◆ **What the task asks**
Of the lines listed below, return exactly those that run from the line containing "let debounce_ms = config.mutation_debounce_ms;" through the line containing "let delay = trigger.delay_ms(self.filler.config());", both included.

◆ **Provided entries**
----------

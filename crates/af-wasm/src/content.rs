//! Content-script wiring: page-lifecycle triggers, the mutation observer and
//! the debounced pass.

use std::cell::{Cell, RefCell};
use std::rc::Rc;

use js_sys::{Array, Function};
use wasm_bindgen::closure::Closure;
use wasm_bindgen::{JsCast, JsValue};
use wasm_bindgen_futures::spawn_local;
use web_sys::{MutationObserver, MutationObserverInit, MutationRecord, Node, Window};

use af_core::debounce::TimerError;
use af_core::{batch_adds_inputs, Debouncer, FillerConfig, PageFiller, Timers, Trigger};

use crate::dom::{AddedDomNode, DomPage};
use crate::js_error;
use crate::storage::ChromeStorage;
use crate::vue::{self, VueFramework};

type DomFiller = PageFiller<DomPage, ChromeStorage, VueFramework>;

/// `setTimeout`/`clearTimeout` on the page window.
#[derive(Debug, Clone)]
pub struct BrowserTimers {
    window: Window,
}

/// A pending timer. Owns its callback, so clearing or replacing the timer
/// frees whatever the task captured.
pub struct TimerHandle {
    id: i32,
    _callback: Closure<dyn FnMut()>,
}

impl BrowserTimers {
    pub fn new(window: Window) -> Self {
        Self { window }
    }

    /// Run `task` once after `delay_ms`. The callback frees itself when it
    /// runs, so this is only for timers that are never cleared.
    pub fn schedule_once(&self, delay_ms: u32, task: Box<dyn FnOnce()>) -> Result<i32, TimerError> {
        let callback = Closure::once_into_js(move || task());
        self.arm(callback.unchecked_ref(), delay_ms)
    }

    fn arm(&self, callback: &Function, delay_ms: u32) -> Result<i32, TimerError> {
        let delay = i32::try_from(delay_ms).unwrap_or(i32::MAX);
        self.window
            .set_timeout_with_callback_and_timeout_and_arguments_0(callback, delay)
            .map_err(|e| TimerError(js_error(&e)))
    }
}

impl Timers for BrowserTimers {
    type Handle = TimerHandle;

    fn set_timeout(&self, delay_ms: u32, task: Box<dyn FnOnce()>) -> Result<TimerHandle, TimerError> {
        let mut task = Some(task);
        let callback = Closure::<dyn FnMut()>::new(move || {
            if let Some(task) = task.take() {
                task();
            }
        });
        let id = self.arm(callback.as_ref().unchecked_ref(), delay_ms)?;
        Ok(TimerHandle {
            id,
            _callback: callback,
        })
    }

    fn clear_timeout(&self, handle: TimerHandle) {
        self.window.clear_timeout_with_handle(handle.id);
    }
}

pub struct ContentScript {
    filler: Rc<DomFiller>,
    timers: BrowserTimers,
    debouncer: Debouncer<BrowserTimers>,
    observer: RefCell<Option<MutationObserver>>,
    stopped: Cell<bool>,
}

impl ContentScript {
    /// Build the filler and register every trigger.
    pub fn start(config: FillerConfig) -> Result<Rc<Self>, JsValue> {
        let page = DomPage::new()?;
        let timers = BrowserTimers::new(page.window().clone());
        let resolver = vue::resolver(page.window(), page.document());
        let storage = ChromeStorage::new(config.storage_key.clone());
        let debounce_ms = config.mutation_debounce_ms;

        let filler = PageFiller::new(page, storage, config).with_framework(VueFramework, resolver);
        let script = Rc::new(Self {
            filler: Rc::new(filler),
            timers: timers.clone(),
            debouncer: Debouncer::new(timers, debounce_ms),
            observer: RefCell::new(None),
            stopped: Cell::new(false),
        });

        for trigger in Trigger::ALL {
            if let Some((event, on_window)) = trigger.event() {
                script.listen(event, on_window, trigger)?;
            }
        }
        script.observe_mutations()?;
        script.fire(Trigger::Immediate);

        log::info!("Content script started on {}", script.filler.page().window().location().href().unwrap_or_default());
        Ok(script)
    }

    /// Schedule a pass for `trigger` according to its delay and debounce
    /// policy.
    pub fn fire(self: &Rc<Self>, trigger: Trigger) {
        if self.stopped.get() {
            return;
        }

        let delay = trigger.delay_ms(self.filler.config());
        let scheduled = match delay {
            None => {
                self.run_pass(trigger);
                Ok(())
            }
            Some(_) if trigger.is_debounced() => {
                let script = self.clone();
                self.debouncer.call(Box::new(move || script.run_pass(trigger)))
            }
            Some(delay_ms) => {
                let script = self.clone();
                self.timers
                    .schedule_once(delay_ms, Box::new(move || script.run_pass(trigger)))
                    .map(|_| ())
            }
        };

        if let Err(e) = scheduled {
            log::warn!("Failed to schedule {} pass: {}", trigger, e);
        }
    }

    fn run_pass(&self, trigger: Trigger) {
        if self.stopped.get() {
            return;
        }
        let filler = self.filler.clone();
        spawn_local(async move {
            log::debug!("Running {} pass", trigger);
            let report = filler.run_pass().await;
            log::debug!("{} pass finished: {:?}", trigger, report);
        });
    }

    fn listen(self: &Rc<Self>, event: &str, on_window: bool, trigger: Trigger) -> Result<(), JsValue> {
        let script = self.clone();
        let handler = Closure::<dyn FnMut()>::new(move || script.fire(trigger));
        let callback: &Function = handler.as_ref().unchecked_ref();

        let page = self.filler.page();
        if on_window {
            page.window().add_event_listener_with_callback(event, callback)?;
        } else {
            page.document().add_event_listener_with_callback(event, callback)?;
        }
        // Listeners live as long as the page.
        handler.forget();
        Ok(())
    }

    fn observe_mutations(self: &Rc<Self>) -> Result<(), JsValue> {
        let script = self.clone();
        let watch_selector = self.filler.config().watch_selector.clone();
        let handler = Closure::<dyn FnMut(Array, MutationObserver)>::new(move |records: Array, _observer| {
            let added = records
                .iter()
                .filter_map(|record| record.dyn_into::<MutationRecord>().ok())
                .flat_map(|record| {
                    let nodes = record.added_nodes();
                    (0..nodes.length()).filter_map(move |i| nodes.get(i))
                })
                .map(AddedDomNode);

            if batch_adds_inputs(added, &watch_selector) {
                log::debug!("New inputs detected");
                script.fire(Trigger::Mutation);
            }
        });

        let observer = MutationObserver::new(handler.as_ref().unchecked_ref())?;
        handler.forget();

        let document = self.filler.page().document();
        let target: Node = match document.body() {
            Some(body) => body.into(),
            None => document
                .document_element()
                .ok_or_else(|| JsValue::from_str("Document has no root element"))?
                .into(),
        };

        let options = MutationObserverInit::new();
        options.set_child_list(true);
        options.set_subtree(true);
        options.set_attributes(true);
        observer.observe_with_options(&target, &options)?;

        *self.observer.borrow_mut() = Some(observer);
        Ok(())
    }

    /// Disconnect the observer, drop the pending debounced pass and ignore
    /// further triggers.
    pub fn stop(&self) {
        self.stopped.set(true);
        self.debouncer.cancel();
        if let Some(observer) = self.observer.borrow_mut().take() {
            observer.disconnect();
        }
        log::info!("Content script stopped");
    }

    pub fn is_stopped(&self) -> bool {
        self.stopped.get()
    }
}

----------

◆ **Exercise answer**
        let debounce_ms = config.mutation_debounce_ms;

        let filler = PageFiller::new(page, storage, config).with_framework(VueFramework, resolver);
        let script = Rc::new(Self {
            filler: Rc::new(filler),
            timers: timers.clone(),
            debouncer: Debouncer::new(timers, debounce_ms),
            observer: RefCell::new(None),
            stopped: Cell::new(false),
        });

        for trigger in Trigger::ALL {
            if let Some((event, on_window)) = trigger.event() {
                script.listen(event, on_window, trigger)?;
            }
        }
        script.observe_mutations()?;
        script.fire(Trigger::Immediate);

        log::info!("Content script started on {}", script.filler.page().window().location().href().unwrap_or_default());
        Ok(script)
    }

    /// Schedule a pass for `trigger` according to its delay and debounce
    /// policy.
    pub fn fire(self: &Rc<Self>, trigger: Trigger) {
        if self.stopped.get() {
            return;
        }

        let delay = trigger.delay_ms(self.filler.config());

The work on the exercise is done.